If you know that Shakespeare rarely did an original you know
everything. The first principle about writing is that it’s the
teller, not the tale. That’s actually in the classroom scene in the
film oddly enough. I do think that the man who wrote a book about
screenwriting called “Story” ought to be hanged because he’s
done awful damage to perception of the profession and has vulgarized
it. But his purpose was to make everybody think they could do
screenwriting. The ramifications in film have been dreadful.
What separates
this from the original?
I keep
getting asked about collaboration or my approach, as if I were some
sort of penitent at the gates of Canossa, but I work more as a
novelist and people more or less let me do my thing.

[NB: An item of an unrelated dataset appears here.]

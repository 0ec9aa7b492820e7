//! Storage accounting value objects.

pub mod usage;

pub use usage::StorageUsage;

I’m not the
Literary Department. I have never done anything but gamble for
infinite stakes, certainly, but in the light of day, The Gambler
became a story about courage against odds, not one about addiction. I
don’t believe in addiction. If you look at any “addiction” you
see self-indulgence, and, sorry, that’s the way it is. If people
get paid saying otherwise, well, we also have priests on payroll. In
this The Gambler the protagonist does very intentionally risk a kind
of underworld suicide by cop, but he heads towards freedom and life,
with the question remaining about what life is. The realism in the
70s was never really real. It was just camera becoming a bit more
unmoored than it was in Doris Day films and a lot of function without
a script, none of it very high, except in the case of a controlling
intelligence. If I had to pick the best films of the 70s I would pick
Mean Streets, Taxi Driver, the Duellists, Alien, and the theatrical
cut of Apocalypse Now. Not demotic experiment and relative disorder.

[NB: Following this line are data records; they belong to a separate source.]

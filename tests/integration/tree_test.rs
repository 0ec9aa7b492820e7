//! Integration tests for folder and tree operations.

mod helpers;

use axum::http::StatusCode;
use serde_json::json;

use helpers::TestApp;

#[tokio::test]
async fn test_requests_without_a_token_are_rejected() {
    let app = TestApp::new();

    let response = app.get("/api/files", None).await;

    assert_eq!(response.status, StatusCode::UNAUTHORIZED);
    assert_eq!(response.error(), "AUTHENTICATION");
}

#[tokio::test]
async fn test_health_is_public() {
    let app = TestApp::new();

    let response = app.get("/api/health", None).await;

    assert_eq!(response.status, StatusCode::OK);
    assert_eq!(response.data()["status"], "ok");
    assert_eq!(response.data()["storage_provider"], "memory");
}

#[tokio::test]
async fn test_session_identity_is_mirrored() {
    let app = TestApp::new();
    let alice = app.user("Alice");

    let response = app.get("/api/user", Some(&alice)).await;

    assert_eq!(response.status, StatusCode::OK);
    assert_eq!(response.data()["email"], "alice@example.com");
    assert_eq!(response.data()["name"], "Alice");
}

#[tokio::test]
async fn test_sibling_names_are_unique_per_kind() {
    let app = TestApp::new();
    let alice = app.signed_in("Alice").await;
    app.folder(&alice, "Docs", None).await;

    let response = app
        .post("/api/files/folder", json!({ "name": " Docs " }), &alice)
        .await;
    assert_eq!(response.status, StatusCode::CONFLICT);
    assert_eq!(response.error(), "NAME_CONFLICT");

    // A file may share a folder's name.
    app.file(&alice, "Docs", b"x", None).await;
}

#[tokio::test]
async fn test_invalid_names_are_rejected() {
    let app = TestApp::new();
    let alice = app.signed_in("Alice").await;

    for name in ["", "   ", "a/b"] {
        let response = app
            .post("/api/files/folder", json!({ "name": name }), &alice)
            .await;
        assert_eq!(response.status, StatusCode::BAD_REQUEST, "{name:?}");
    }
}

#[tokio::test]
async fn test_list_root_and_folder() {
    let app = TestApp::new();
    let alice = app.signed_in("Alice").await;
    let docs = app.folder(&alice, "Docs", None).await;
    app.file(&alice, "notes.txt", b"hello", Some(docs)).await;
    app.file(&alice, "top.txt", b"hi", None).await;

    let root = app.get("/api/files", Some(&alice)).await;
    assert_eq!(root.status, StatusCode::OK);
    let mut names = root.names();
    names.sort();
    assert_eq!(names, vec!["Docs", "top.txt"]);

    let inside = app
        .get(&format!("/api/files?parentId={docs}"), Some(&alice))
        .await;
    assert_eq!(inside.names(), vec!["notes.txt"]);
}

#[tokio::test]
async fn test_rename_and_move() {
    let app = TestApp::new();
    let alice = app.signed_in("Alice").await;
    let a = app.folder(&alice, "A", None).await;
    let b = app.folder(&alice, "B", None).await;
    let file = app.file(&alice, "f.txt", b"x", Some(a)).await;

    let response = app
        .patch(
            &format!("/api/files/{file}"),
            json!({ "name": "g.txt", "parent_id": b }),
            &alice,
        )
        .await;
    assert_eq!(response.status, StatusCode::OK, "{}", response.body);
    assert_eq!(response.data()["name"], "g.txt");
    assert_eq!(response.data()["parent_id"], b.to_string());

    let to_root = app
        .patch(&format!("/api/files/{file}"), json!({ "parent_id": null }), &alice)
        .await;
    assert_eq!(to_root.status, StatusCode::OK);
    assert!(to_root.data()["parent_id"].is_null());

    let nothing = app
        .patch(&format!("/api/files/{file}"), json!({}), &alice)
        .await;
    assert_eq!(nothing.status, StatusCode::BAD_REQUEST);
}

#[tokio::test]
async fn test_folder_cannot_move_into_its_own_subtree() {
    let app = TestApp::new();
    let alice = app.signed_in("Alice").await;
    let a = app.folder(&alice, "A", None).await;
    let b = app.folder(&alice, "B", Some(a)).await;

    let into_child = app
        .patch(&format!("/api/files/{a}"), json!({ "parent_id": b }), &alice)
        .await;
    assert_eq!(into_child.status, StatusCode::BAD_REQUEST);
    assert_eq!(into_child.error(), "INVALID_OPERATION");

    let into_self = app
        .patch(&format!("/api/files/{a}"), json!({ "parent_id": a }), &alice)
        .await;
    assert_eq!(into_self.status, StatusCode::BAD_REQUEST);
}

#[tokio::test]
async fn test_trash_restore_and_purge_cycle() {
    let app = TestApp::new();
    let alice = app.signed_in("Alice").await;
    let docs = app.folder(&alice, "Docs", None).await;
    let file = app.file(&alice, "a.txt", b"abc", Some(docs)).await;

    let trashed = app.delete(&format!("/api/files/{docs}"), &alice).await;
    assert_eq!(trashed.status, StatusCode::OK);
    assert_eq!(trashed.data()["trashed"], 2);

    assert!(app.get("/api/files", Some(&alice)).await.names().is_empty());
    let mut in_trash = app.get("/api/files/trash", Some(&alice)).await.names();
    in_trash.sort();
    assert_eq!(in_trash, vec!["Docs", "a.txt"]);

    let restored = app
        .request("POST", &format!("/api/files/{docs}/restore"), None, Some(&alice))
        .await;
    assert_eq!(restored.status, StatusCode::OK);
    let inside = app
        .get(&format!("/api/files?parentId={docs}"), Some(&alice))
        .await;
    assert_eq!(inside.names(), vec!["a.txt"]);

    // Purging requires the node to be in the trash first.
    let live = app.delete(&format!("/api/files/{file}/permanent"), &alice).await;
    assert_eq!(live.status, StatusCode::BAD_REQUEST);

    app.delete(&format!("/api/files/{file}"), &alice).await;
    let purged = app.delete(&format!("/api/files/{file}/permanent"), &alice).await;
    assert_eq!(purged.status, StatusCode::OK);
    assert_eq!(purged.data()["purged"], 1);
    assert_eq!(purged.data()["released"], 1);

    let storage = app.get("/api/storage", Some(&alice)).await;
    assert_eq!(storage.data()["used_bytes"], 0);
}

#[tokio::test]
async fn test_restore_renames_when_the_name_was_taken() {
    let app = TestApp::new();
    let alice = app.signed_in("Alice").await;
    let first = app.file(&alice, "report.txt", b"1", None).await;
    app.delete(&format!("/api/files/{first}"), &alice).await;
    app.file(&alice, "report.txt", b"2", None).await;

    let restored = app
        .request("POST", &format!("/api/files/{first}/restore"), None, Some(&alice))
        .await;

    assert_eq!(restored.status, StatusCode::OK);
    assert_eq!(restored.data()["name"], "report (1).txt");
}

#[tokio::test]
async fn test_empty_trash_purges_everything_trashed() {
    let app = TestApp::new();
    let alice = app.signed_in("Alice").await;
    let a = app.file(&alice, "a.txt", b"a", None).await;
    let b = app.file(&alice, "b.txt", b"b", None).await;
    app.delete(&format!("/api/files/{a}"), &alice).await;
    app.delete(&format!("/api/files/{b}"), &alice).await;

    let response = app.delete("/api/files/trash", &alice).await;

    assert_eq!(response.status, StatusCode::OK);
    assert_eq!(response.data()["purged"], 2);
    assert!(app.get("/api/files/trash", Some(&alice)).await.names().is_empty());
}

#[tokio::test]
async fn test_duplicate_copies_subtree_with_numbered_name() {
    let app = TestApp::new();
    let alice = app.signed_in("Alice").await;
    let docs = app.folder(&alice, "Docs", None).await;
    app.file(&alice, "a.txt", b"abc", Some(docs)).await;

    let copy = app
        .request("POST", &format!("/api/files/{docs}/duplicate"), None, Some(&alice))
        .await;
    assert_eq!(copy.status, StatusCode::CREATED, "{}", copy.body);
    assert_eq!(copy.data()["name"], "Docs (1)");

    let copied = app
        .get(&format!("/api/files?parentId={}", copy.id()), Some(&alice))
        .await;
    assert_eq!(copied.names(), vec!["a.txt"]);

    let storage = app.get("/api/storage", Some(&alice)).await;
    assert_eq!(storage.data()["used_bytes"], 6);
}

#[tokio::test]
async fn test_star_and_starred_view() {
    let app = TestApp::new();
    let alice = app.signed_in("Alice").await;
    let file = app.file(&alice, "fav.txt", b"x", None).await;
    app.file(&alice, "other.txt", b"x", None).await;

    let response = app
        .patch(&format!("/api/files/{file}/star"), json!({ "is_starred": true }), &alice)
        .await;
    assert_eq!(response.status, StatusCode::OK);
    assert_eq!(response.data()["is_starred"], true);

    let starred = app.get("/api/files/starred", Some(&alice)).await;
    assert_eq!(starred.names(), vec!["fav.txt"]);
}

#[tokio::test]
async fn test_search_and_breadcrumb() {
    let app = TestApp::new();
    let alice = app.signed_in("Alice").await;
    let a = app.folder(&alice, "Projects", None).await;
    let b = app.folder(&alice, "Nimbus", Some(a)).await;
    let file = app.file(&alice, "Roadmap.md", b"#", Some(b)).await;

    let found = app.get("/api/files/search?q=roadmap", Some(&alice)).await;
    assert_eq!(found.status, StatusCode::OK);
    assert_eq!(found.names(), vec!["Roadmap.md"]);

    let path = app
        .get(&format!("/api/files/path?fileId={file}"), Some(&alice))
        .await;
    assert_eq!(path.status, StatusCode::OK);
    assert_eq!(path.names(), vec!["Projects", "Nimbus", "Roadmap.md"]);
}

#[tokio::test]
async fn test_other_users_nodes_are_invisible() {
    let app = TestApp::new();
    let alice = app.signed_in("Alice").await;
    let bob = app.signed_in("Bob").await;
    let docs = app.folder(&alice, "Docs", None).await;

    let rename = app
        .patch(&format!("/api/files/{docs}"), json!({ "name": "Mine" }), &bob)
        .await;
    assert_eq!(rename.status, StatusCode::NOT_FOUND);

    let listing = app
        .get(&format!("/api/files?parentId={docs}"), Some(&bob))
        .await;
    assert_eq!(listing.status, StatusCode::NOT_FOUND);
}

I’d take Star Wars nicking “Hidden Fortress” over Cassavetes,
much as I admire what he tried, or Yoko Ono doing a fly crawling on
someone’s bum.
How was the
process of getting from the first draft to the start of production?
The script
was written. I got a call and learned that Mark was going to do it
with Rupert Wyatt, not to mention John Goodman, and the other actors,
I went through the roof.
Did any of
the additions to the cast make you go back and make changes to better
suit their voice, or was the script written with a cast in mind?
No, the
script was the script and was cast and shot off the first draft.
It's quite
a bleak story. Did you ever find the need to get away from all the
misery?
It’s
actually a triumph. A man risks everything, wins, and then walks away
in a state of freedom to whatever happens next. So do other
characters, such as Neville Baraka who is too good for low
circumstances and intends to go beyond them. There’s nothing bleak
about it. Most people are transforming to better conditions and
committing acts of bravery and rejection of their circumstances, or
are just good eggs telling the truth, like John Goodman’s
character, or Mark’s in his classroom.
The Gambler was expected to be a dark horse in the Oscar race. Did this take you
or any one else in the production by surprise?
I don’t
think that horse is very dark. People start going on and on about
Oscars as if they’re experts before they’ve seen anything. In my
case as a writer, nothing’s real until the script itself is
delivered to the various guild and Academy voters, because before
that everything is undiluted horseshit. I believe that John Goodman
will win Best Supporting apart from anything else.
What is
next for you?
I just
recently learned I could join BAFTA because I had a nomination, and
they have a great bar. As far as work is concerned, it’s more
screenplay contracts, and staying at home as much as possible.